Emmanuel Macron a été le premier chef d’Etat à se déplacer à Beyrouth après les explosions du 4 août, promettant d’y retourner en septembre. L’implication du président français illustre une histoire commune qui remonte à plusieurs siècles.

“La France ne lâchera jamais le Liban.” Deux jours après les explosions qui ont ravagé une partie de Beyrouth le 4 août, Emmanuel Macron a été le premier chef d’Etat étranger à se rendre dans la capitale libanaise pour apporter son soutien à la population et exhorter le gouvernement libanais à mener des réformes. Lors de cette visite très médiatisée, il a rappelé que les destins des deux pays sont noués “indéfectiblement par les liens du temps, de l’esprit, de l’âme, de la culture, du rêve”.

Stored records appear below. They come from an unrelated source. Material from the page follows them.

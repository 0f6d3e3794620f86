use std::collections::BTreeMap;
use std::fmt::Display;

use rust_decimal::Decimal;
use serde::{Deserialize, Serialize};
use tracing::{debug, info};

use crate::errors::NeedsbookError;
use crate::month::MonthKey;
use crate::needs::template::{valid_window, NeedsTemplate};
use crate::needs::{NeedId, NeedItem, NeedPatch};
use crate::parse::MAX_AMOUNT;

use self::confirm::Confirmation;

pub mod confirm;
pub mod snapshot;

#[derive(Debug, Clone, Default, PartialEq, Eq, Serialize, Deserialize)]
pub struct Profile {
    pub currency: Option<String>,
    pub has_completed_setup: bool,
}

/// Everything the application knows, saved and loaded as one snapshot.
#[derive(Debug, Clone, Default, PartialEq, Eq, Serialize, Deserialize)]
pub struct FinanceState {
    pub profile: Profile,
    pub needs_template: NeedsTemplate,
    /// A missing key means the month was never created, which is different
    /// from a created month without items.
    pub month_needs: BTreeMap<MonthKey, Vec<NeedItem>>,
    #[serde(default)]
    last_id: u64,
}

impl FinanceState {
    pub fn month(&self, month: MonthKey) -> Option<&[NeedItem]> {
        self.month_needs.get(&month).map(Vec::as_slice)
    }

    pub fn has_month(&self, month: MonthKey) -> bool {
        self.month_needs.contains_key(&month)
    }

    fn fresh_id(&mut self) -> NeedId {
        self.last_id += 1;
        NeedId(self.last_id)
    }

    fn copy_with_fresh_ids<'a>(&mut self, items: impl IntoIterator<Item = &'a NeedItem>) -> Vec<NeedItem> {
        items
            .into_iter()
            .map(|item| item.copied_as(self.fresh_id()))
            .collect()
    }

    /// Moves the id counter past every id in use, so that snapshots written by
    /// hand or by an older version never hand out a duplicate id.
    pub fn repair_id_counter(&mut self) {
        let highest = self
            .needs_template
            .items()
            .iter()
            .chain(self.month_needs.values().flatten())
            .map(|item| item.id.0)
            .max()
            .unwrap_or(0);
        self.last_id = self.last_id.max(highest);
    }
}

#[derive(Debug, Clone, PartialEq, Eq)]
pub enum Action {
    CompleteSetup {
        currency: String,
    },
    SetCurrency {
        currency: String,
    },
    CreateFromTemplate {
        month: MonthKey,
    },
    CreateFromPreviousMonth {
        month: MonthKey,
    },
    ResetToTemplate {
        month: MonthKey,
    },
    AddItem {
        month: MonthKey,
        name: String,
        amount: Decimal,
    },
    UpdateItem {
        month: MonthKey,
        id: NeedId,
        patch: NeedPatch,
    },
    DeleteItem {
        month: MonthKey,
        id: NeedId,
    },
    AddTemplateItem {
        name: String,
        amount: Decimal,
        start: Option<MonthKey>,
        end: Option<MonthKey>,
    },
    UpdateTemplateItem {
        id: NeedId,
        patch: NeedPatch,
    },
    RemoveTemplateItem {
        id: NeedId,
    },
}

#[derive(Debug, Clone, Copy, PartialEq, Eq)]
pub enum IgnoredReason {
    EmptyName,
    EmptyPatch,
    InvalidWindow,
    MonthNotCreated(MonthKey),
    MonthAlreadyCreated(MonthKey),
    NoEarlierMonth(MonthKey),
    UnknownItem(NeedId),
}

impl Display for IgnoredReason {
    fn fmt(&self, f: &mut std::fmt::Formatter<'_>) -> std::fmt::Result {
        match self {
            IgnoredReason::EmptyName => write!(f, "the name is empty"),
            IgnoredReason::EmptyPatch => write!(f, "there is nothing to change"),
            IgnoredReason::InvalidWindow => write!(f, "the start month is after the end month"),
            IgnoredReason::MonthNotCreated(month) => {
                write!(f, "{month} has not been created yet")
            }
            IgnoredReason::MonthAlreadyCreated(month) => {
                write!(f, "{month} already has a needs list")
            }
            IgnoredReason::NoEarlierMonth(month) => {
                write!(f, "{month} has no previous month to copy from")
            }
            IgnoredReason::UnknownItem(id) => write!(f, "there is no item {id}"),
        }
    }
}

/// What happened to a dispatched action. None of these are errors: the state
/// is consistent after each of them, and only `Applied` changed it.
#[derive(Debug, Clone, Copy, PartialEq, Eq)]
pub enum Outcome {
    Applied,
    Ignored(IgnoredReason),
    MissingSourceMonth { source: MonthKey },
    Declined,
}

impl Outcome {
    pub fn is_applied(&self) -> bool {
        matches!(self, Outcome::Applied)
    }
}

impl Display for Outcome {
    fn fmt(&self, f: &mut std::fmt::Formatter<'_>) -> std::fmt::Result {
        match self {
            Outcome::Applied => write!(f, "Done."),
            Outcome::Ignored(reason) => write!(f, "Nothing changed: {reason}."),
            Outcome::MissingSourceMonth { source } => write!(
                f,
                "No needs list found for {source}. Create from template first."
            ),
            Outcome::Declined => write!(f, "Cancelled, the list was left as it was."),
        }
    }
}

fn clamp_amount(amount: Decimal) -> Decimal {
    amount.clamp(Decimal::ZERO, MAX_AMOUNT)
}

fn clamp_patch(patch: &NeedPatch) -> NeedPatch {
    NeedPatch {
        name: patch.name.clone(),
        amount: patch.amount.map(clamp_amount),
    }
}

fn create_from_template(state: &mut FinanceState, month: MonthKey) {
    let template = state.needs_template.clone();
    let items = state.copy_with_fresh_ids(template.active_in(month));
    state.month_needs.insert(month, items);
}

/// Applies `action` to `state`. Never prompts and never touches the disk, so
/// anything that needs the user's consent has to be settled before calling it.
pub fn reduce(mut state: FinanceState, action: &Action) -> (FinanceState, Outcome) {
    let outcome = match action {
        Action::CompleteSetup { currency } => {
            let currency = currency.trim();
            state.profile.currency = (!currency.is_empty()).then(|| currency.to_uppercase());
            state.profile.has_completed_setup = true;
            Outcome::Applied
        }
        Action::SetCurrency { currency } => {
            let currency = currency.trim();
            state.profile.currency = (!currency.is_empty()).then(|| currency.to_uppercase());
            Outcome::Applied
        }
        Action::CreateFromTemplate { month } => {
            if state.has_month(*month) {
                Outcome::Ignored(IgnoredReason::MonthAlreadyCreated(*month))
            } else {
                create_from_template(&mut state, *month);
                Outcome::Applied
            }
        }
        Action::ResetToTemplate { month } => {
            create_from_template(&mut state, *month);
            Outcome::Applied
        }
        Action::CreateFromPreviousMonth { month } => {
            if state.has_month(*month) {
                return (state, Outcome::Ignored(IgnoredReason::MonthAlreadyCreated(*month)));
            }
            let Some(source) = month.previous() else {
                return (state, Outcome::Ignored(IgnoredReason::NoEarlierMonth(*month)));
            };
            if let Some(previous) = state.month_needs.get(&source).cloned() {
                let items = state.copy_with_fresh_ids(&previous);
                state.month_needs.insert(*month, items);
                Outcome::Applied
            } else {
                Outcome::MissingSourceMonth { source }
            }
        }
        Action::AddItem {
            month,
            name,
            amount,
        } => {
            let name = name.trim();
            if !state.has_month(*month) {
                Outcome::Ignored(IgnoredReason::MonthNotCreated(*month))
            } else if name.is_empty() {
                Outcome::Ignored(IgnoredReason::EmptyName)
            } else {
                let item = NeedItem::new(state.fresh_id(), name, clamp_amount(*amount));
                state.month_needs.entry(*month).or_default().push(item);
                Outcome::Applied
            }
        }
        Action::UpdateItem { month, id, patch } => match state.month_needs.get_mut(month) {
            None => Outcome::Ignored(IgnoredReason::MonthNotCreated(*month)),
            Some(_) if patch.is_empty() => Outcome::Ignored(IgnoredReason::EmptyPatch),
            Some(items) => match items.iter_mut().find(|item| item.id == *id) {
                Some(item) => {
                    item.apply(&clamp_patch(patch));
                    Outcome::Applied
                }
                None => Outcome::Ignored(IgnoredReason::UnknownItem(*id)),
            },
        },
        Action::DeleteItem { month, id } => match state.month_needs.get_mut(month) {
            None => Outcome::Ignored(IgnoredReason::MonthNotCreated(*month)),
            Some(items) => {
                let before = items.len();
                items.retain(|item| item.id != *id);
                if items.len() == before {
                    Outcome::Ignored(IgnoredReason::UnknownItem(*id))
                } else {
                    Outcome::Applied
                }
            }
        },
        Action::AddTemplateItem {
            name,
            amount,
            start,
            end,
        } => {
            let name = name.trim();
            if name.is_empty() {
                Outcome::Ignored(IgnoredReason::EmptyName)
            } else if !valid_window(*start, *end) {
                Outcome::Ignored(IgnoredReason::InvalidWindow)
            } else {
                let item = NeedItem::new(state.fresh_id(), name, clamp_amount(*amount))
                    .with_window(*start, *end);
                state.needs_template.push(item);
                Outcome::Applied
            }
        }
        Action::UpdateTemplateItem { id, patch } => {
            if patch.is_empty() {
                Outcome::Ignored(IgnoredReason::EmptyPatch)
            } else if state.needs_template.update(*id, &clamp_patch(patch)) {
                Outcome::Applied
            } else {
                Outcome::Ignored(IgnoredReason::UnknownItem(*id))
            }
        }
        Action::RemoveTemplateItem { id } => {
            if state.needs_template.remove(*id) {
                Outcome::Applied
            } else {
                Outcome::Ignored(IgnoredReason::UnknownItem(*id))
            }
        }
    };
    (state, outcome)
}

/// Owns the state and runs every change through [`reduce`].
#[derive(Debug, Default)]
pub struct Store {
    state: FinanceState,
}

impl Store {
    pub fn new(mut state: FinanceState) -> Self {
        state.repair_id_counter();
        Self { state }
    }

    pub fn state(&self) -> &FinanceState {
        &self.state
    }

    /// Swaps in a whole new state, as when restoring a backup.
    pub fn replace(&mut self, state: FinanceState) {
        *self = Self::new(state);
    }

    /// The question to ask before `action` may run, if it would overwrite
    /// something the user created.
    pub fn confirmation_for(&self, action: &Action) -> Option<String> {
        match action {
            Action::ResetToTemplate { month } if self.state.has_month(*month) => Some(format!(
                "Reset {month}? This will overwrite your current list."
            )),
            _ => None,
        }
    }

    pub fn dispatch(
        &mut self,
        action: Action,
        confirmation: &mut dyn Confirmation,
    ) -> Result<Outcome, NeedsbookError> {
        if let Some(question) = self.confirmation_for(&action) {
            if !confirmation.confirm(&question)? {
                info!(?action, "overwrite declined");
                return Ok(Outcome::Declined);
            }
        }
        let state = std::mem::take(&mut self.state);
        let (state, outcome) = reduce(state, &action);
        self.state = state;
        debug!(?action, ?outcome, "action dispatched");
        Ok(outcome)
    }
}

Le président français a également organisé avec l’ONU une conférence internationale qui a permis de dégager plus de 250 millions d’euros pour reconstruire la capitale libanaise. Pour certains observateurs, ces actes s’inscrivent dans la continuité des relations franco-libanaises, tandis que d’autres dénoncent une ingérence et du néocolonialisme. Comment comprendre ces deux visions ? Franceinfo vous aide à y voir plus clair.

A quand remontent les premiers liens entre la France et le Liban ?

Selon certains écrits, la première rencontre date de la période des croisades, à la fin du XIIIe siècle, lorsque la France de Louis IX s’engage à protéger les maronites, des chrétiens d’Orient vivant sur le territoire qui deviendra l’actuel Liban, indique le journal Les Echos (article payant). Cette version n’est toutefois pas avérée, selon Henry Laurens, titulaire de la chaire d’histoire contemporaine du monde arabe au Collège de France. “On évoque ainsi une lettre de Saint-Louis aux maronites dont l’inconvénient est d’avoir été écrite dans les années 1840”, explique-t-il dans une récente note.

Pour d’autres, le premier rapprochement remonterait davantage au XVIe siècle, lorsque François Ier s’allie avec Soliman le Magnifique, sultan de l’Empire ottoman (où se trouve l’actuel Liban), donnant ainsi à la France un rôle de “protectrice” des chrétiens d’Orient. En 1860, après des massacres entre chrétiens et musulmans, Napoléon III envoie une expédition inédite au Liban, au nom de ce que l’on pourrait définir comme “un devoir d’ingérence”, retrace Henry Laurens.

Avec orgueil, les journalistes français parlent alors d’une ‘France du Levant’.Henry Laurens, historiensur le site du Collège de France

Mais l’influence française au Liban se déploie réellement via les missionnaires jésuites et lazaristes, qui vont, au XIXe siècle, ouvrir des écoles et fonder les premières universités francophones, dont la très prestigieuse université Saint-Joseph de Beyrouth. Ainsi, ils contribuent grandement à “la formation de l’élite politique chrétienne au Liban. Elle va être éduquée en français, apprendre l’histoire française et dirigera le futur Etat libanais”, explique à franceinfo Jihane Sfeir, spécialiste du monde arabe contemporain et enseignante à l’Université libre de Bruxelles. 

Mais la France a-t-elle aussi gouverné le Liban ?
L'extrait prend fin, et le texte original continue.